In the year ended September 2011, 6000 young people (16-24) were seeking employment, 36 per cent of the total number out of work. Finding meaningful opportunities for those young folk is challenging politicians, policy-makers and businesses alike.

We need to be absolutely clear about one thing. Manufacturing job creation schemes and growing the size of the public sector is not an option.

At a time of public sector austerity, the only way to generate jobs is to generate growth. And that growth has to come from the private sector, especially the SMEs which represent 90 per cent of private sector employment and the majority of members of the Edinburgh Chamber of Commerce.

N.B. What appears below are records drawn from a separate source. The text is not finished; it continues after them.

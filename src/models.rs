use anyhow::{Context, bail};
use mongodb::bson::{Bson, Document, oid::ObjectId};
use serde::{Deserialize, Deserializer, Serialize};
use validator::Validate;

/// A movie as exchanged over the API.
///
/// Only `id` and `title` are interpreted. Every other member is carried through to
/// storage and back unchanged.
#[derive(Clone, Debug, Default, PartialEq, Serialize, Deserialize, Validate)]
pub struct Movie {
    #[serde(default, skip_serializing_if = "Option::is_none", with = "hex_id")]
    pub id: Option<ObjectId>,
    #[serde(default, deserialize_with = "null_as_empty")]
    #[validate(length(min = 1, code = "required"))]
    pub title: String,
    #[serde(flatten)]
    pub extra: serde_json::Map<String, serde_json::Value>,
}

impl Movie {
    pub fn to_document(&self) -> anyhow::Result<Document> {
        let mut doc = Document::new();
        if let Some(id) = self.id {
            doc.insert("_id", id);
        }
        doc.insert("title", self.title.as_str());
        for (key, value) in &self.extra {
            if key == "_id" || key == "id" {
                continue;
            }
            let value = Bson::try_from(value.clone()).with_context(|| format!("field '{key}'"))?;
            doc.insert(key.as_str(), value);
        }
        Ok(doc)
    }

    pub fn from_document(mut doc: Document) -> anyhow::Result<Self> {
        let id = match doc.remove("_id") {
            Some(Bson::ObjectId(id)) => Some(id),
            Some(other) => bail!("_id has type {:?}, expected ObjectId", other.element_type()),
            None => None,
        };
        let title = match doc.remove("title") {
            Some(Bson::String(title)) => title,
            Some(Bson::Null) | None => String::new(),
            Some(other) => bail!("title has type {:?}, expected string", other.element_type()),
        };
        // `id` is the API name of `_id`, a stored field with that name would shadow it
        doc.remove("id");
        let extra = doc.into_iter().map(|(k, v)| (k, v.into_relaxed_extjson())).collect();

        Ok(Self { id, title, extra })
    }

    /// One message per violated field, sorted by field name.
    pub fn validation_messages(&self) -> Vec<String> {
        let Err(errors) = self.validate() else {
            return Vec::new();
        };
        let mut messages: Vec<String> = errors
            .field_errors()
            .into_iter()
            .flat_map(|(field, errs)| {
                errs.iter().map(move |e| format!("field '{field}' failed '{}'", e.code))
            })
            .collect();
        messages.sort();
        messages
    }
}

#[cfg(test)]
impl Movie {
    pub fn titled(title: impl Into<String>) -> Self {
        Self { title: title.into(), ..Default::default() }
    }
}

/// Parses a 24-character hex identifier.
pub fn parse_movie_id(raw: &str) -> Option<ObjectId> {
    ObjectId::parse_str(raw).ok()
}

fn null_as_empty<'de, D: Deserializer<'de>>(deserializer: D) -> Result<String, D::Error> {
    Ok(Option::<String>::deserialize(deserializer)?.unwrap_or_default())
}

mod hex_id {
    use mongodb::bson::oid::ObjectId;
    use serde::{Deserialize, Deserializer, Serializer, de::Error};

    pub fn serialize<S: Serializer>(
        id: &Option<ObjectId>,
        serializer: S,
    ) -> Result<S::Ok, S::Error> {
        match id {
            Some(id) => serializer.serialize_str(&id.to_hex()),
            None => serializer.serialize_none(),
        }
    }

    pub fn deserialize<'de, D: Deserializer<'de>>(
        deserializer: D,
    ) -> Result<Option<ObjectId>, D::Error> {
        let raw: Option<String> = Option::deserialize(deserializer)?;
        raw.map(|s| ObjectId::parse_str(&s).map_err(D::Error::custom)).transpose()
    }
}
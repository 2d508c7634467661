use crate::cli::args::Cli;
use crate::error::Result;
use clap::CommandFactory;
use clap_complete::{Shell, generate};
use std::io::{self, Write};

pub fn run(shell: Shell) -> Result<()> {
    write_completions(shell, &mut io::stdout())
}

fn write_completions(shell: Shell, out: &mut dyn Write) -> Result<()> {
    let mut cmd = Cli::command();
    let bin_name = cmd.get_name().to_string();

    generate(shell, &mut cmd, bin_name, out);
    out.flush()?;

    Ok(())
}
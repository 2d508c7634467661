use crate::error::{Result, SyncError};
use std::io::Read;
use std::process::{Command, Output, Stdio};
use std::thread::{self, JoinHandle};

fn drain(mut pipe: impl Read + Send + 'static) -> JoinHandle<Vec<u8>> {
    thread::spawn(move || {
        let mut buf = Vec::new();
        let _ = pipe.read_to_end(&mut buf);
        buf
    })
}

/// Terminal Ctrl-C is delivered to the foreground process group; start the
/// child outside it.
#[cfg(unix)]
fn detach_from_terminal_interrupts(cmd: &mut Command) {
    use std::os::unix::process::CommandExt;
    cmd.process_group(0);
}

#[cfg(windows)]
fn detach_from_terminal_interrupts(cmd: &mut Command) {
    use std::os::windows::process::CommandExt;
    const CREATE_NEW_PROCESS_GROUP: u32 = 0x0000_0200;
    cmd.creation_flags(CREATE_NEW_PROCESS_GROUP);
}

#[cfg(not(any(unix, windows)))]
fn detach_from_terminal_interrupts(_cmd: &mut Command) {}

/// Run a command to completion, capturing stdout and stderr. Never times out.
///
/// Both pipes are drained on their own threads while waiting. The child
/// runs in its own process group, so an interrupt only reaches pkgsync,
/// which stops between packages.
pub fn run_captured(cmd: &mut Command) -> Result<Output> {
    let program = cmd.get_program().to_string_lossy().into_owned();
    let failed = |reason: String| SyncError::SystemCommandFailed {
        command: program.clone(),
        reason,
    };

    detach_from_terminal_interrupts(cmd);
    let mut child = cmd
        .stdin(Stdio::null())
        .stdout(Stdio::piped())
        .stderr(Stdio::piped())
        .spawn()
        .map_err(|e| failed(e.to_string()))?;

    let (Some(stdout), Some(stderr)) = (child.stdout.take(), child.stderr.take()) else {
        return Err(failed("output pipes were not captured".into()));
    };
    let stdout = drain(stdout);
    let stderr = drain(stderr);

    let status = child.wait().map_err(|e| failed(e.to_string()))?;

    Ok(Output {
        status,
        stdout: stdout.join().unwrap_or_default(),
        stderr: stderr.join().unwrap_or_default(),
    })
}
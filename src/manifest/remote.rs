//! Remote manifest stores: an explicit URL (read-only) and a GitHub gist
//! (the default document, readable and writable).

mod security;

use super::document::{parse_manifest, render_manifest};
use crate::core::types::PackageDefinition;
use crate::error::{Result, SyncError};
use crate::project_identity;
use crate::traits::ManifestStore;
use reqwest::StatusCode;
use reqwest::blocking::{Client, RequestBuilder, Response};
use serde::Deserialize;
use std::collections::HashMap;
use std::time::Duration;

const HTTP_TIMEOUT_SECS: u64 = 60;
const GITHUB_API_VERSION: &str = "2022-11-28";

fn http_client() -> Result<Client> {
    Client::builder()
        .user_agent(project_identity::USER_AGENT)
        .timeout(Duration::from_secs(HTTP_TIMEOUT_SECS))
        .build()
        .map_err(|e| SyncError::RemoteFetchError(format!("HTTP client setup failed: {}", e)))
}

fn send(request: RequestBuilder, what: &str) -> Result<Response> {
    request
        .send()
        .map_err(|e| SyncError::RemoteFetchError(format!("{}: network error: {}", what, e)))
}

/// Manifest fetched from an explicit URL. Cannot be written back.
pub struct UrlManifestStore {
    url: String,
}

impl UrlManifestStore {
    pub fn new(url: impl Into<String>) -> Self {
        Self { url: url.into() }
    }
}

impl ManifestStore for UrlManifestStore {
    fn describe(&self) -> String {
        self.url.clone()
    }

    fn get_packages(&self) -> Result<Vec<PackageDefinition>> {
        let url = security::checked_url(&self.url)?;

        let response = send(http_client()?.get(url), &self.url)?;
        match response.status() {
            status if status.is_success() => {}
            StatusCode::NOT_FOUND => {
                return Err(SyncError::ManifestUnavailable(format!(
                    "{} returned 404",
                    self.url
                )));
            }
            status => {
                return Err(SyncError::RemoteFetchError(format!(
                    "{} returned HTTP {}",
                    self.url, status
                )));
            }
        }

        let body = response
            .text()
            .map_err(|e| SyncError::RemoteFetchError(format!("{}: {}", self.url, e)))?;
        parse_manifest(&body, &self.url)
    }

    fn save_packages(&self, _packages: &[PackageDefinition]) -> Result<()> {
        Err(SyncError::ReadOnlyManifest(self.url.clone()))
    }
}

#[derive(Debug, Deserialize)]
struct GistResponse {
    #[serde(default)]
    files: HashMap<String, Option<GistFile>>,
}

#[derive(Debug, Deserialize)]
struct GistFile {
    content: Option<String>,
    #[serde(default)]
    truncated: bool,
    raw_url: Option<String>,
}

#[derive(Debug, PartialEq, Eq)]
enum GistContent {
    Missing,
    Inline(String),
    Truncated(String),
}

fn gist_file_content(gist: GistResponse, file_name: &str) -> GistContent {
    let Some(Some(file)) = gist.files.into_iter().find_map(|(name, file)| {
        name.eq_ignore_ascii_case(file_name).then_some(file)
    }) else {
        return GistContent::Missing;
    };

    match (file.truncated, file.raw_url, file.content) {
        (true, Some(raw_url), _) => GistContent::Truncated(raw_url),
        (_, _, Some(content)) => GistContent::Inline(content),
        (_, Some(raw_url), None) => GistContent::Truncated(raw_url),
        (_, None, None) => GistContent::Missing,
    }
}

fn gist_update_body(file_name: &str, content: &str) -> serde_json::Value {
    serde_json::json!({
        "files": {
            file_name: { "content": content }
        }
    })
}

/// The default remote document: one file inside a GitHub gist.
pub struct GistManifestStore {
    api_url: String,
    gist_id: String,
    file_name: String,
    token: Option<String>,
}

impl GistManifestStore {
    pub fn new(
        api_url: impl Into<String>,
        gist_id: impl Into<String>,
        file_name: impl Into<String>,
        token: Option<String>,
    ) -> Self {
        Self {
            api_url: api_url.into(),
            gist_id: gist_id.into(),
            file_name: file_name.into(),
            token,
        }
    }

    fn gist_url(&self) -> String {
        format!("{}/gists/{}", self.api_url.trim_end_matches('/'), self.gist_id)
    }

    fn authorized(&self, request: RequestBuilder) -> Result<RequestBuilder> {
        let token = self.token.as_deref().ok_or_else(|| {
            SyncError::MissingCredentials(format!(
                "set {} (or GITHUB_TOKEN) to a token with gist scope",
                project_identity::env_key("TOKEN")
            ))
        })?;
        Ok(request
            .bearer_auth(token)
            .header("Accept", "application/vnd.github+json")
            .header("X-GitHub-Api-Version", GITHUB_API_VERSION))
    }

    fn check_status(&self, response: &Response) -> Result<()> {
        match response.status() {
            status if status.is_success() => Ok(()),
            StatusCode::UNAUTHORIZED | StatusCode::FORBIDDEN => Err(SyncError::MissingCredentials(
                format!("token rejected for gist {}", self.gist_id),
            )),
            StatusCode::NOT_FOUND => Err(SyncError::ManifestUnavailable(format!(
                "gist {} not found",
                self.gist_id
            ))),
            status => Err(SyncError::RemoteFetchError(format!(
                "gist {} returned HTTP {}",
                self.gist_id, status
            ))),
        }
    }
}

impl ManifestStore for GistManifestStore {
    fn describe(&self) -> String {
        format!("gist {}/{}", self.gist_id, self.file_name)
    }

    fn get_packages(&self) -> Result<Vec<PackageDefinition>> {
        let client = http_client()?;
        let response = send(self.authorized(client.get(self.gist_url()))?, &self.describe())?;
        self.check_status(&response)?;

        let gist: GistResponse = response
            .json()
            .map_err(|e| SyncError::RemoteFetchError(format!("invalid gist response: {}", e)))?;

        let content = match gist_file_content(gist, &self.file_name) {
            GistContent::Missing => return Ok(Vec::new()),
            GistContent::Inline(content) => content,
            GistContent::Truncated(raw_url) => {
                let raw = send(self.authorized(client.get(&raw_url))?, &raw_url)?;
                self.check_status(&raw)?;
                raw.text()
                    .map_err(|e| SyncError::RemoteFetchError(format!("{}: {}", raw_url, e)))?
            }
        };

        parse_manifest(&content, &self.describe())
    }

    fn save_packages(&self, packages: &[PackageDefinition]) -> Result<()> {
        let content = render_manifest(packages)?;
        let body = gist_update_body(&self.file_name, &content);

        let request = self.authorized(http_client()?.patch(self.gist_url()))?.json(&body);
        let response = send(request, &self.describe())?;
        self.check_status(&response)
    }
}
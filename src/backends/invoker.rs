use super::command_exec::run_captured;
use crate::core::exit_codes::INVOCATION_ERROR;
use crate::error::{Result, SyncError};
use crate::traits::{Invocation, PackageManagerInvoker};
use std::path::PathBuf;
use std::process::Command;
use tracing::debug;

/// Runs the package-manager executable as a child process.
#[derive(Debug, Clone)]
pub struct ProcessInvoker {
    binary: PathBuf,
}

impl ProcessInvoker {
    pub fn new(binary: impl Into<PathBuf>) -> Self {
        Self {
            binary: binary.into(),
        }
    }

    /// Resolve `name` on `PATH` (or accept it as a path).
    pub fn locate(name: &str) -> Result<Self> {
        let binary = which::which(name).map_err(|_| {
            SyncError::DependencyMissing(format!(
                "package manager '{}' was not found on PATH",
                name
            ))
        })?;
        Ok(Self::new(binary))
    }
}

impl PackageManagerInvoker for ProcessInvoker {
    fn run(&self, argv: &[String]) -> Result<Invocation> {
        let mut cmd = Command::new(&self.binary);
        cmd.args(argv);

        let output = run_captured(&mut cmd)?;
        // Killed by a signal: no native code.
        let exit_code = output.status.code().unwrap_or(INVOCATION_ERROR);
        debug!(binary = %self.binary.display(), code = exit_code, "package manager exited");

        Ok(Invocation {
            exit_code,
            stdout: String::from_utf8_lossy(&output.stdout).into_owned(),
            stderr: String::from_utf8_lossy(&output.stderr).into_owned(),
        })
    }
}
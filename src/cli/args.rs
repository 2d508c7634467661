use crate::core::types::{InstallerOptions, ManifestSource, PinType};
use clap::{Args, Parser, Subcommand, ValueEnum};
use clap_complete::Shell;
use std::path::PathBuf;

#[derive(Parser, Debug)]
#[command(
    name = "pkgsync",
    about = "Keep installed packages converged with a declarative manifest",
    long_about = "Reads a package manifest (a gist, a URL, or a local file) and drives the \
                  package manager until the machine matches it: tombstoned packages are \
                  removed, missing packages installed and pins aligned.",
    version,
    next_line_help = false,
    term_width = 80
)]
pub struct Cli {
    #[command(flatten)]
    pub global: GlobalFlags,

    #[command(subcommand)]
    pub command: Command,
}

#[derive(Args, Debug)]
pub struct GlobalFlags {
    /// Verbose output (debug diagnostics on stderr)
    #[arg(short = 'v', long, global = true)]
    pub verbose: bool,

    /// Quiet mode
    #[arg(short = 'q', long, global = true)]
    pub quiet: bool,

    /// Use a local manifest file instead of the default remote one
    #[arg(long, value_name = "PATH", global = true, conflicts_with = "url")]
    pub file: Option<PathBuf>,

    /// Read the manifest from a URL (read-only)
    #[arg(long, value_name = "URL", global = true)]
    pub url: Option<String>,
}

impl GlobalFlags {
    pub fn manifest_source(&self) -> ManifestSource {
        ManifestSource::resolve(self.file.clone(), self.url.clone())
    }
}

#[derive(Subcommand, Debug)]
pub enum Command {
    /// Converge installed packages and pins onto the manifest
    Sync {
        /// Show what would change without invoking the package manager
        #[arg(long)]
        dry_run: bool,

        /// Do not re-read the inventory before reconciling pins
        #[arg(long)]
        no_refresh_pins: bool,
    },

    /// Install a package and record it in the manifest
    Install {
        /// Package identifier
        id: String,

        /// Version to install
        #[arg(long)]
        version: Option<String>,

        /// Pin the package to this version after installing
        #[arg(long, value_name = "VERSION")]
        pin: Option<String>,

        /// Pin type used with --pin
        #[arg(long, value_enum, requires = "pin")]
        pin_type: Option<PinTypeArg>,

        #[command(flatten)]
        installer: InstallerArgs,

        /// Do not write the manifest
        #[arg(long)]
        no_save: bool,
    },

    /// Uninstall a package and mark it as removed in the manifest
    Uninstall {
        /// Package identifier
        id: String,

        /// Direct run of the command and continue with non security related issues
        #[arg(long)]
        force: bool,

        /// Request interactive uninstallation
        #[arg(short = 'i', long, conflicts_with = "silent")]
        interactive: bool,

        /// Request silent uninstallation
        #[arg(long)]
        silent: bool,

        /// Select the installed package scope
        #[arg(long, value_name = "SCOPE")]
        scope: Option<String>,

        /// Log location
        #[arg(short = 'o', long, value_name = "PATH")]
        log: Option<String>,

        /// Accept all source agreements
        #[arg(long)]
        accept_source_agreements: bool,

        /// Do not write the manifest
        #[arg(long)]
        no_save: bool,
    },

    /// Manage package pins
    Pin {
        #[command(subcommand)]
        command: PinCommand,
    },

    /// Print the manifest entries
    List,

    /// Show or change settings
    Settings {
        #[command(subcommand)]
        command: SettingsCommand,
    },

    /// Generate shell completions
    Completions {
        #[arg(value_enum)]
        shell: Shell,
    },
}

#[derive(Subcommand, Debug)]
pub enum PinCommand {
    /// Pin an installed package
    Add {
        /// Package identifier
        id: String,

        /// Version to pin (defaults to the installed version)
        #[arg(long)]
        version: Option<String>,

        /// Pin type
        #[arg(long = "type", value_enum)]
        pin_type: Option<PinTypeArg>,

        /// Replace an existing pin
        #[arg(long)]
        force: bool,

        /// Do not write the manifest
        #[arg(long)]
        no_save: bool,
    },

    /// Remove a package pin
    Remove {
        /// Package identifier
        id: String,

        /// Do not write the manifest
        #[arg(long)]
        no_save: bool,
    },
}

#[derive(Subcommand, Debug)]
pub enum SettingsCommand {
    /// Show all settings
    Show,
    /// Print one setting
    Get { key: String },
    /// Change a setting
    Set { key: String, value: String },
    /// Reset a setting to its default
    Reset { key: String },
}

#[derive(ValueEnum, Debug, Clone, Copy, PartialEq, Eq)]
pub enum PinTypeArg {
    Gating,
    Blocking,
}

impl From<PinTypeArg> for PinType {
    fn from(value: PinTypeArg) -> Self {
        match value {
            PinTypeArg::Gating => PinType::Gating,
            PinTypeArg::Blocking => PinType::Blocking,
        }
    }
}

/// Installer options accepted by `install`, mirroring the manifest fields.
#[derive(Args, Debug, Default, Clone)]
pub struct InstallerArgs {
    /// Select install scope (user or machine)
    #[arg(long, value_name = "SCOPE", help_heading = "Installer")]
    pub scope: Option<String>,

    /// Select the architecture
    #[arg(short = 'a', long, value_name = "ARCH", help_heading = "Installer")]
    pub architecture: Option<String>,

    /// Location to install to (if supported)
    #[arg(short = 'l', long, value_name = "PATH", help_heading = "Installer")]
    pub location: Option<String>,

    /// Locale to use (BCP47 format)
    #[arg(long, value_name = "LOCALE", help_heading = "Installer")]
    pub locale: Option<String>,

    /// Optional Windows-Package-Manager REST source HTTP header
    #[arg(long, value_name = "HEADER", help_heading = "Installer")]
    pub header: Option<String>,

    /// Select the installer type
    #[arg(long, value_name = "TYPE", help_heading = "Installer")]
    pub installer_type: Option<String>,

    /// Arguments to be passed on to the installer in addition to the defaults
    #[arg(long, value_name = "ARGS", allow_hyphen_values = true, help_heading = "Installer")]
    pub custom: Option<String>,

    /// Override arguments to be passed on to the installer
    #[arg(long = "override", value_name = "ARGS", allow_hyphen_values = true, help_heading = "Installer")]
    pub override_args: Option<String>,

    /// Log location (if supported)
    #[arg(short = 'o', long, value_name = "PATH", help_heading = "Installer")]
    pub log: Option<String>,

    /// Direct run of the command and continue with non security related issues
    #[arg(long, help_heading = "Installer")]
    pub force: bool,

    /// Skip processing package dependencies and Windows features
    #[arg(long, help_heading = "Installer")]
    pub skip_dependencies: bool,

    /// Ignore the installer hash check failure
    #[arg(long = "ignore-security-hash", help_heading = "Installer")]
    pub allow_hash_mismatch: bool,

    /// Accept all license agreements for packages
    #[arg(long, help_heading = "Installer")]
    pub accept_package_agreements: bool,

    /// Accept all source agreements
    #[arg(long, help_heading = "Installer")]
    pub accept_source_agreements: bool,

    /// Request interactive installation
    #[arg(short = 'i', long, conflicts_with = "silent", help_heading = "Installer")]
    pub interactive: bool,

    /// Request silent installation
    #[arg(long, help_heading = "Installer")]
    pub silent: bool,
}

impl From<InstallerArgs> for InstallerOptions {
    fn from(args: InstallerArgs) -> Self {
        Self {
            scope: args.scope,
            architecture: args.architecture,
            location: args.location,
            locale: args.locale,
            header: args.header,
            installer_type: args.installer_type,
            custom: args.custom,
            override_args: args.override_args,
            log: args.log,
            force: args.force,
            skip_dependencies: args.skip_dependencies,
            allow_hash_mismatch: args.allow_hash_mismatch,
            accept_package_agreements: args.accept_package_agreements,
            accept_source_agreements: args.accept_source_agreements,
            interactive: args.interactive,
            silent: args.silent,
        }
    }
}

#[cfg(test)]
mod tests;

When I talk to businesses about the factors inhibiting their growth, they talk about lack of finance, taxation, regulation and red tape as serious constraints. At UK, European and Scottish Government level, we need to see evidence of the state in retreat. It has been a long time coming.

Happily, there is consensus in Edinburgh about confronting the problem. Edinburgh City Council has introduced The Edinburgh Guarantee, a fantastic programme which has galvanised public and private 
sector organisations to find education, training, placements, temporary or full-time employment for hundreds of young people.

The Edinburgh Employability Forum has been looking at the problem in the round, starting with analysis of what employers are looking for in young people, their skills and “job ready” capability.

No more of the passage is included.